#### Record extracts
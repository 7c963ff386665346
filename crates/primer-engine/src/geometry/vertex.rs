use bytemuck::{Pod, Zeroable};

/// One vertex: a position in clip space.
#[repr(C)]
#[derive(Debug, Copy, Clone, PartialEq, Pod, Zeroable)]
pub struct Vertex {
    pub position: [f32; 3],
}

impl Vertex {
    #[inline]
    pub const fn new(x: f32, y: f32, z: f32) -> Self {
        Self { position: [x, y, z] }
    }

    /// Position at location 0, three floats, tightly packed.
    pub const LAYOUT: VertexLayout = VertexLayout {
        stride: std::mem::size_of::<Vertex>() as u64,
        attributes: &[AttributeDesc {
            location: 0,
            components: 3,
            offset: 0,
        }],
    };
}

/// A single float vertex attribute.
#[derive(Debug, Copy, Clone, Eq, PartialEq)]
pub struct AttributeDesc {
    /// Shader input slot (`@location`).
    pub location: u32,
    /// Number of `f32` components, 1 to 4.
    pub components: u32,
    /// Byte offset inside one vertex.
    pub offset: u64,
}

impl AttributeDesc {
    /// `None` when `components` is outside 1..=4.
    pub fn format(&self) -> Option<wgpu::VertexFormat> {
        match self.components {
            1 => Some(wgpu::VertexFormat::Float32),
            2 => Some(wgpu::VertexFormat::Float32x2),
            3 => Some(wgpu::VertexFormat::Float32x3),
            4 => Some(wgpu::VertexFormat::Float32x4),
            _ => None,
        }
    }
}

/// How raw vertex buffer bytes are read as attributes.
#[derive(Debug, Copy, Clone, Eq, PartialEq)]
pub struct VertexLayout {
    /// Bytes between consecutive vertices.
    pub stride: u64,
    pub attributes: &'static [AttributeDesc],
}

impl VertexLayout {
    pub fn attribute(&self, location: u32) -> Option<&AttributeDesc> {
        self.attributes.iter().find(|a| a.location == location)
    }

    /// Attributes with an invalid component count are skipped; linking rejects them first.
    pub fn wgpu_attributes(&self) -> Vec<wgpu::VertexAttribute> {
        self.attributes
            .iter()
            .filter_map(|a| {
                Some(wgpu::VertexAttribute {
                    format: a.format()?,
                    offset: a.offset,
                    shader_location: a.location,
                })
            })
            .collect()
    }

    /// Buffer layout for slot 0; `attributes` comes from [`wgpu_attributes`](Self::wgpu_attributes).
    pub fn buffer_layout<'a>(
        &self,
        attributes: &'a [wgpu::VertexAttribute],
    ) -> wgpu::VertexBufferLayout<'a> {
        wgpu::VertexBufferLayout {
            array_stride: self.stride,
            step_mode: wgpu::VertexStepMode::Vertex,
            attributes,
        }
    }
}
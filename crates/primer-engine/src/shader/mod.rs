//! Shader program builder.
//!
//! Two WGSL stage sources are compiled independently, their interfaces are
//! linked against each other and against the vertex layout, and the result
//! becomes one render pipeline (`ShaderProgram`).
//!
//! Compilation and linking run through naga without a device, so every
//! diagnostic is available before any GPU object is created.

mod compile;
mod error;
mod info_log;
mod link;
mod policy;
mod program;
mod source;

pub use compile::{compile_stage, CompiledStage, Stage};
pub use error::ShaderError;
pub use info_log::{InfoLog, INFO_LOG_CAPACITY};
pub use link::{build_stages, link, LinkedStages};
pub use policy::ShaderFailurePolicy;
pub use program::ShaderProgram;
pub use source::{ShaderSources, ShadingConfig};
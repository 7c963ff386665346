use winit::event::{ElementState, WindowEvent};
use winit::keyboard::{KeyCode, PhysicalKey};

use crate::input::{InputEvent, Key, KeyState};

/// Translates a winit `WindowEvent` into an engine `InputEvent`.
///
/// Returns `None` for events not represented by the input subsystem.
pub fn translate_window_event(event: &WindowEvent) -> Option<InputEvent> {
    match event {
        WindowEvent::Focused(f) => Some(InputEvent::Focused(*f)),

        WindowEvent::KeyboardInput { event, .. } => {
            let state = match event.state {
                ElementState::Pressed => KeyState::Pressed,
                ElementState::Released => KeyState::Released,
            };

            Some(InputEvent::Key {
                key: map_key(event.physical_key),
                state,
                repeat: event.repeat,
            })
        }

        _ => None,
    }
}

/// Maps a physical key to the engine key set.
pub fn map_key(pk: PhysicalKey) -> Key {
    match pk {
        PhysicalKey::Code(code) => match code {
            KeyCode::Escape => Key::Escape,
            KeyCode::Enter => Key::Enter,
            KeyCode::Space => Key::Space,
            KeyCode::KeyQ => Key::Q,

            other => Key::Unknown(other as u32),
        },

        // NativeKeyCode is not a u32 in winit 0.30; keep it unknown without a stable numeric.
        PhysicalKey::Unidentified(_) => Key::Unknown(0),
    }
}
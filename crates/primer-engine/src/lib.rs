//! Primer engine crate.
//!
//! Opens a window with a GPU context, builds one shader program, uploads one
//! static shape, and redraws it every frame until asked to close.

pub mod coords;
pub mod core;
pub mod device;
pub mod frame;
pub mod geometry;
pub mod input;
pub mod logging;
pub mod paint;
pub mod shader;
pub mod shape;
pub mod window;
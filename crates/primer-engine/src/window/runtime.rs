use anyhow::{anyhow, Context, Result};
use ouroboros::self_referencing;

use winit::application::ApplicationHandler;
use winit::dpi::LogicalSize;
use winit::event::WindowEvent;
use winit::event_loop::{ActiveEventLoop, ControlFlow, EventLoop};
use winit::window::{Window, WindowId};

use crate::core::{App as CoreApp, AppControl, FrameCtx, StartCtx, WindowCtx};
use crate::device::{Gpu, GpuInit};
use crate::input::platform::winit::translate_window_event;
use crate::input::InputState;

/// Window/runtime configuration.
#[derive(Debug, Clone)]
pub struct RuntimeConfig {
    pub title: String,
    pub initial_size: LogicalSize<f64>,
    pub resizable: bool,
}

impl Default for RuntimeConfig {
    fn default() -> Self {
        Self {
            title: "primer".to_string(),
            initial_size: LogicalSize::new(800.0, 600.0),
            resizable: true,
        }
    }
}

/// Entry point for the runtime.
pub struct Runtime;

impl Runtime {
    /// Opens one window, drives `app` until it exits, and tears everything down.
    ///
    /// Returns an error if the window or its graphics context could not be
    /// created, or if `App::on_start` failed.
    pub fn run<A>(config: RuntimeConfig, gpu_init: GpuInit, app: A) -> Result<()>
    where
        A: 'static + CoreApp,
    {
        let event_loop = EventLoop::new().context("failed to create winit EventLoop")?;
        let mut state = AppState::new(config, gpu_init, app);

        event_loop
            .run_app(&mut state)
            .context("winit event loop terminated with error")?;

        // Covers paths where the loop ended without passing through teardown.
        state.teardown();

        match state.failure.take() {
            Some(err) => Err(err),
            None => Ok(()),
        }
    }
}

#[self_referencing]
struct WindowEntry {
    input_state: InputState,

    window: Window,

    #[borrows(window)]
    #[covariant]
    gpu: Gpu<'this>,
}

struct AppState<A>
where
    A: CoreApp + 'static,
{
    config: RuntimeConfig,
    gpu_init: GpuInit,
    app: A,

    window: Option<WindowEntry>,
    started: bool,
    finished: bool,
    failure: Option<anyhow::Error>,
}

impl<A> AppState<A>
where
    A: CoreApp + 'static,
{
    fn new(config: RuntimeConfig, gpu_init: GpuInit, app: A) -> Self {
        Self {
            config,
            gpu_init,
            app,
            window: None,
            started: false,
            finished: false,
            failure: None,
        }
    }

    fn create_window_entry(&mut self, event_loop: &ActiveEventLoop) -> Result<()> {
        let attrs = Window::default_attributes()
            .with_title(self.config.title.clone())
            .with_inner_size(self.config.initial_size)
            .with_resizable(self.config.resizable);

        let window = event_loop
            .create_window(attrs)
            .context("failed to create window")?;

        let gpu_init = self.gpu_init.clone();

        let entry = WindowEntryTryBuilder {
            input_state: InputState::default(),
            window,
            gpu_builder: |w| {
                pollster::block_on(Gpu::new(w, gpu_init))
                    .context("failed to initialize graphics context")
            },
        }
        .try_build()?;

        let size = entry.with_window(|w| w.inner_size());
        log::info!("window created ({}x{})", size.width, size.height);

        self.window = Some(entry);
        Ok(())
    }

    fn start_app(&mut self) -> Result<()> {
        let Some(entry) = self.window.as_ref() else {
            return Err(anyhow!("no window to start the app on"));
        };

        let app = &mut self.app;
        entry.with(|fields| {
            let mut ctx = StartCtx {
                window: WindowCtx {
                    id: fields.window.id(),
                    window: fields.window,
                },
                gpu: fields.gpu,
            };
            app.on_start(&mut ctx)
        })?;

        self.started = true;
        Ok(())
    }

    fn fail(&mut self, event_loop: &ActiveEventLoop, err: anyhow::Error) {
        log::error!("{err:#}");
        self.failure = Some(err);
        self.teardown();
        event_loop.exit();
    }

    /// Releases app resources, then the GPU context, then the window.
    fn teardown(&mut self) {
        if self.finished {
            return;
        }
        self.finished = true;

        if self.started {
            self.app.on_exit();
        }
        if self.window.take().is_some() {
            log::info!("window closed");
        }
    }

    fn close(&mut self, event_loop: &ActiveEventLoop) {
        self.teardown();
        event_loop.exit();
    }
}

impl<A> ApplicationHandler for AppState<A>
where
    A: CoreApp + 'static,
{
    fn resumed(&mut self, event_loop: &ActiveEventLoop) {
        if self.window.is_some() || self.finished {
            return;
        }

        if let Err(e) = self.create_window_entry(event_loop) {
            self.fail(event_loop, e);
            return;
        }

        if let Err(e) = self.start_app() {
            self.fail(event_loop, e.context("application failed to start"));
            return;
        }

        if let Some(entry) = &self.window {
            entry.with_window(|w| w.request_redraw());
        }
    }

    fn about_to_wait(&mut self, event_loop: &ActiveEventLoop) {
        if self.finished {
            event_loop.exit();
            return;
        }

        event_loop.set_control_flow(ControlFlow::Wait);

        // Same frame every time: redraw continuously, paced by FIFO present.
        if let Some(entry) = &self.window {
            entry.with_window(|w| w.request_redraw());
        }
    }

    fn window_event(
        &mut self,
        event_loop: &ActiveEventLoop,
        window_id: WindowId,
        event: WindowEvent,
    ) {
        let Some(entry) = self.window.as_mut() else {
            return;
        };
        if entry.with_window(|w| w.id()) != window_id {
            return;
        }

        if let Some(ev) = translate_window_event(&event) {
            entry.with_input_state_mut(|input| input.apply_event(ev));
        }

        match &event {
            WindowEvent::CloseRequested => self.close(event_loop),

            WindowEvent::Resized(new_size) => {
                entry.with_gpu_mut(|gpu| gpu.resize(*new_size));
                self.app.on_resize(*new_size);
                entry.with_window(|w| w.request_redraw());
            }

            WindowEvent::ScaleFactorChanged { .. } => {
                let new_size = entry.with_window(|w| w.inner_size());
                entry.with_gpu_mut(|gpu| gpu.resize(new_size));
                self.app.on_resize(new_size);
                entry.with_window(|w| w.request_redraw());
            }

            WindowEvent::RedrawRequested => {
                let app = &mut self.app;
                let control = entry.with_mut(|fields| {
                    let mut ctx = FrameCtx {
                        window: WindowCtx {
                            id: window_id,
                            window: fields.window,
                        },
                        gpu: fields.gpu,
                        input: fields.input_state,
                    };
                    app.on_frame(&mut ctx)
                });

                if control == AppControl::Exit {
                    self.close(event_loop);
                }
            }

            _ => {}
        }
    }
}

#### Task
Which lines in the listing above hold the word "InputEvent"? Show each of them.

#### Response for this exercise
use crate::input::{InputEvent, Key, KeyState};
/// Translates a winit `WindowEvent` into an engine `InputEvent`.
pub fn translate_window_event(event: &WindowEvent) -> Option<InputEvent> {
        WindowEvent::Focused(f) => Some(InputEvent::Focused(*f)),
            Some(InputEvent::Key {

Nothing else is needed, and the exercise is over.